Which lines of the data hold the word "directory"? Copy all of them.

Saved data entries
*** Block opens ***

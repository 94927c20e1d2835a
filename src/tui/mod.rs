//! # TUI Adapter
//!
//! The terminal-specific layer. Owns raw mode, decodes input bytes into
//! `core::action::Action` values and redraws the menu in place.
//!
//! ## Session Lifecycle
//!
//! ```text
//! Initializing ──► Running ──► Confirmed | Canceled | Failed
//! ```
//!
//! - **Initializing**: validate the request, check both handles are
//!   terminals, take the raw-mode and hidden-cursor leases, draw frame one.
//! - **Running**: one blocking single-byte read per iteration. There is no
//!   timeout and no background work.
//! - **Terminal states**: the leases are dropped in reverse order (cursor
//!   shown, then mode restored) on every path out of [`select`], including
//!   `?` on an I/O error.

pub mod event;
pub mod render;
pub mod terminal;

use log::{debug, info};
use std::io::{self, Read, Write};

use crate::core::action::{Effect, update};
use crate::core::error::SelectError;
use crate::core::state::{Menu, SelectRequest, Selection};
use crate::tui::event::KeyDecoder;
use crate::tui::render::Renderer;
use crate::tui::terminal::{CursorGuard, RawModeGuard, RawModeInput, TerminalHandle};

/// Run one interactive selection on the given handles.
///
/// Returns the chosen item or [`Selection::Canceled`]. The input's terminal
/// mode and the cursor visibility are restored before this returns, whatever
/// the outcome.
pub fn select<I, W>(
    request: SelectRequest,
    input: &mut I,
    output: &mut W,
) -> Result<Selection, SelectError>
where
    I: RawModeInput,
    W: Write + TerminalHandle,
{
    let mut menu = Menu::from_request(request)?;

    if !input.is_interactive() || !output.is_interactive() {
        info!("Interactive selection unavailable: not a terminal");
        return Err(SelectError::NotATerminal);
    }

    info!(
        "Selection session started ({} items, default index {})",
        menu.items().len(),
        menu.selected()
    );

    // Declaration order matters: the cursor guard drops first.
    let mut input = RawModeGuard::acquire(input)?;
    let mut output = CursorGuard::hide(output)?;

    let mut renderer = Renderer::new();
    let mut decoder = KeyDecoder::new();
    renderer.render(&mut *output, &menu)?;

    loop {
        let byte = read_byte(&mut *input)?;

        let Some(action) = decoder.feed(byte) else {
            continue;
        };

        match update(&mut menu, action) {
            Effect::None => {}
            Effect::Redraw => renderer.render(&mut *output, &menu)?,
            Effect::Confirm => {
                // Leave the finished menu on screen and start below it
                output.write_all(b"\r\n")?;
                output.flush()?;
                let selection = menu.into_selection();
                info!("Selection confirmed: {:?}", selection);
                return Ok(selection);
            }
            Effect::Cancel => {
                info!("Selection canceled");
                return Ok(Selection::Canceled);
            }
        }
        debug!("selected index {}", menu.selected());
    }
}

/// Blocking single-byte read. `Interrupted` is retried; EOF is an error.
fn read_byte<R: Read>(input: &mut R) -> io::Result<u8> {
    let mut buf = [0u8; 1];
    loop {
        match input.read(&mut buf) {
            Ok(0) => {
                return Err(io::Error::new(
                    io::ErrorKind::UnexpectedEof,
                    "input closed during selection",
                ));
            }
            Ok(_) => return Ok(buf[0]),
            Err(e) if e.kind() == io::ErrorKind::Interrupted => {
                debug!("Read interrupted, retrying");
            }
            Err(e) => return Err(e),
        }
    }
}

/// [`select`] bound to the process's stdin and stdout.
pub fn select_stdio(request: SelectRequest) -> Result<Selection, SelectError> {
    let mut stdin = io::stdin();
    let mut stdout = io::stdout();
    select(request, &mut stdin, &mut stdout)
}
//! # Configuration
//!
//! Centralizes all settings with a clear override hierarchy:
//! defaults → config file → env vars → CLI flags.
//!
//! Config lives at `~/.termselect/config.toml`. If missing on first run, a
//! commented-out default is generated so users can discover all options.

use log::{LevelFilter, debug, info, warn};
use serde::{Deserialize, Serialize};
use std::fmt;
use std::fs;
use std::path::{Path, PathBuf};
use std::str::FromStr;

use crate::core::state::{DEFAULT_HINT, DEFAULT_PROMPT};

// ============================================================================
// Config Structs (all fields Option<T> for sparse TOML)
// ============================================================================

#[derive(Debug, Default, Deserialize, Serialize)]
pub struct TermselectConfig {
    #[serde(default)]
    pub general: GeneralConfig,
    #[serde(default)]
    pub menu: MenuConfig,
}

#[derive(Debug, Default, Deserialize, Serialize)]
pub struct GeneralConfig {
    pub sort: Option<bool>,
    pub log_level: Option<String>,
}

#[derive(Debug, Default, Deserialize, Serialize)]
pub struct MenuConfig {
    pub prompt: Option<String>,
    pub hint: Option<String>,
}

pub const DEFAULT_LOG_LEVEL: LevelFilter = LevelFilter::Info;

// ============================================================================
// Resolved Config (concrete values, no Options)
// ============================================================================

#[derive(Debug, Clone)]
pub struct ResolvedConfig {
    pub prompt: String,
    pub hint: String,
    pub sort: bool,
    pub log_level: LevelFilter,
}

// ============================================================================
// Error Type
// ============================================================================

#[derive(Debug)]
pub enum ConfigError {
    Io(std::io::Error),
    Parse(toml::de::Error),
}

impl fmt::Display for ConfigError {
    fn fmt(&self, f: &mut fmt::Formatter<'_>) -> fmt::Result {
        match self {
            ConfigError::Io(e) => write!(f, "config I/O error: {e}"),
            ConfigError::Parse(e) => write!(f, "config parse error: {e}"),
        }
    }
}

impl std::error::Error for ConfigError {}

// ============================================================================
// Loading
// ============================================================================

/// Returns `~/.termselect`, where the config and log file live.
pub fn config_dir() -> Option<PathBuf> {
    dirs::home_dir().map(|h| h.join(".termselect"))
}

/// Returns the path to `~/.termselect/config.toml`.
pub fn config_path() -> Option<PathBuf> {
    config_dir().map(|d| d.join("config.toml"))
}

/// Load config from `~/.termselect/config.toml`.
///
/// If the file doesn't exist, generates a commented-out default and
/// returns `TermselectConfig::default()`. If it exists but is malformed,
/// returns `ConfigError::Parse`.
pub fn load_config() -> Result<TermselectConfig, ConfigError> {
    let path = match config_path() {
        Some(p) => p,
        None => {
            warn!("Could not determine home directory, using default config");
            return Ok(TermselectConfig::default());
        }
    };

    if !path.exists() {
        info!("No config file found, generating default at {}", path.display());
        generate_default_config(&path);
        return Ok(TermselectConfig::default());
    }

    load_config_from(&path)
}

/// Load and parse a config file at an explicit path.
pub fn load_config_from(path: &Path) -> Result<TermselectConfig, ConfigError> {
    let contents = fs::read_to_string(path).map_err(ConfigError::Io)?;
    let config: TermselectConfig = toml::from_str(&contents).map_err(ConfigError::Parse)?;
    info!("Loaded config from {}", path.display());
    debug!("Config: {:?}", config);
    Ok(config)
}

/// Generates a commented-out default config file at the given path.
fn generate_default_config(path: &Path) {
    let default_content = r#"# termselect configuration
# All settings are optional. Defaults are used for anything not specified.
# Override hierarchy: defaults → this file → env vars → CLI flags.

# [general]
# sort = false                        # sort items before showing them
# log_level = "info"                  # "error", "warn", "info", "debug", "trace"

# [menu]
# prompt = "Select:"                  # Or set TERMSELECT_PROMPT env var
# hint = "↑/↓ to move, Enter to select, q to cancel"
"#;

    if let Some(parent) = path.parent() {
        if let Err(e) = fs::create_dir_all(parent) {
            warn!("Failed to create config directory: {}", e);
            return;
        }
    }
    if let Err(e) = fs::write(path, default_content) {
        warn!("Failed to write default config: {}", e);
    }
}

// ============================================================================
// Resolution
// ============================================================================

/// Resolve the final config by collapsing: defaults → config file → env vars → CLI.
///
/// `cli_prompt` and `cli_hint` are from CLI flags (None = not specified).
/// `cli_sort` can only switch sorting on.
pub fn resolve(
    config: &TermselectConfig,
    cli_prompt: Option<&str>,
    cli_hint: Option<&str>,
    cli_sort: bool,
) -> ResolvedConfig {
    // Prompt: CLI → env → config → default
    let prompt = cli_prompt
        .map(|s| s.to_string())
        .or_else(|| std::env::var("TERMSELECT_PROMPT").ok())
        .or_else(|| config.menu.prompt.clone())
        .unwrap_or_else(|| DEFAULT_PROMPT.to_string());

    // Hint: CLI → env → config → default
    let hint = cli_hint
        .map(|s| s.to_string())
        .or_else(|| std::env::var("TERMSELECT_HINT").ok())
        .or_else(|| config.menu.hint.clone())
        .unwrap_or_else(|| DEFAULT_HINT.to_string());

    let sort = cli_sort
        || std::env::var("TERMSELECT_SORT")
            .ok()
            .map(|v| v == "1" || v.eq_ignore_ascii_case("true"))
            .or(config.general.sort)
            .unwrap_or(false);

    ResolvedConfig {
        prompt,
        hint,
        sort,
        log_level: resolve_log_level(config.general.log_level.as_deref()),
    }
}

fn resolve_log_level(level: Option<&str>) -> LevelFilter {
    match level {
        None => DEFAULT_LOG_LEVEL,
        Some(name) => LevelFilter::from_str(name).unwrap_or_else(|_| {
            warn!("Unknown log_level {:?}, using {}", name, DEFAULT_LOG_LEVEL);
            DEFAULT_LOG_LEVEL
        }),
    }
}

*** Block closes ***

#### [TASK RESULT]
            warn!("Could not determine home directory, using default config");
            warn!("Failed to create config directory: {}", e);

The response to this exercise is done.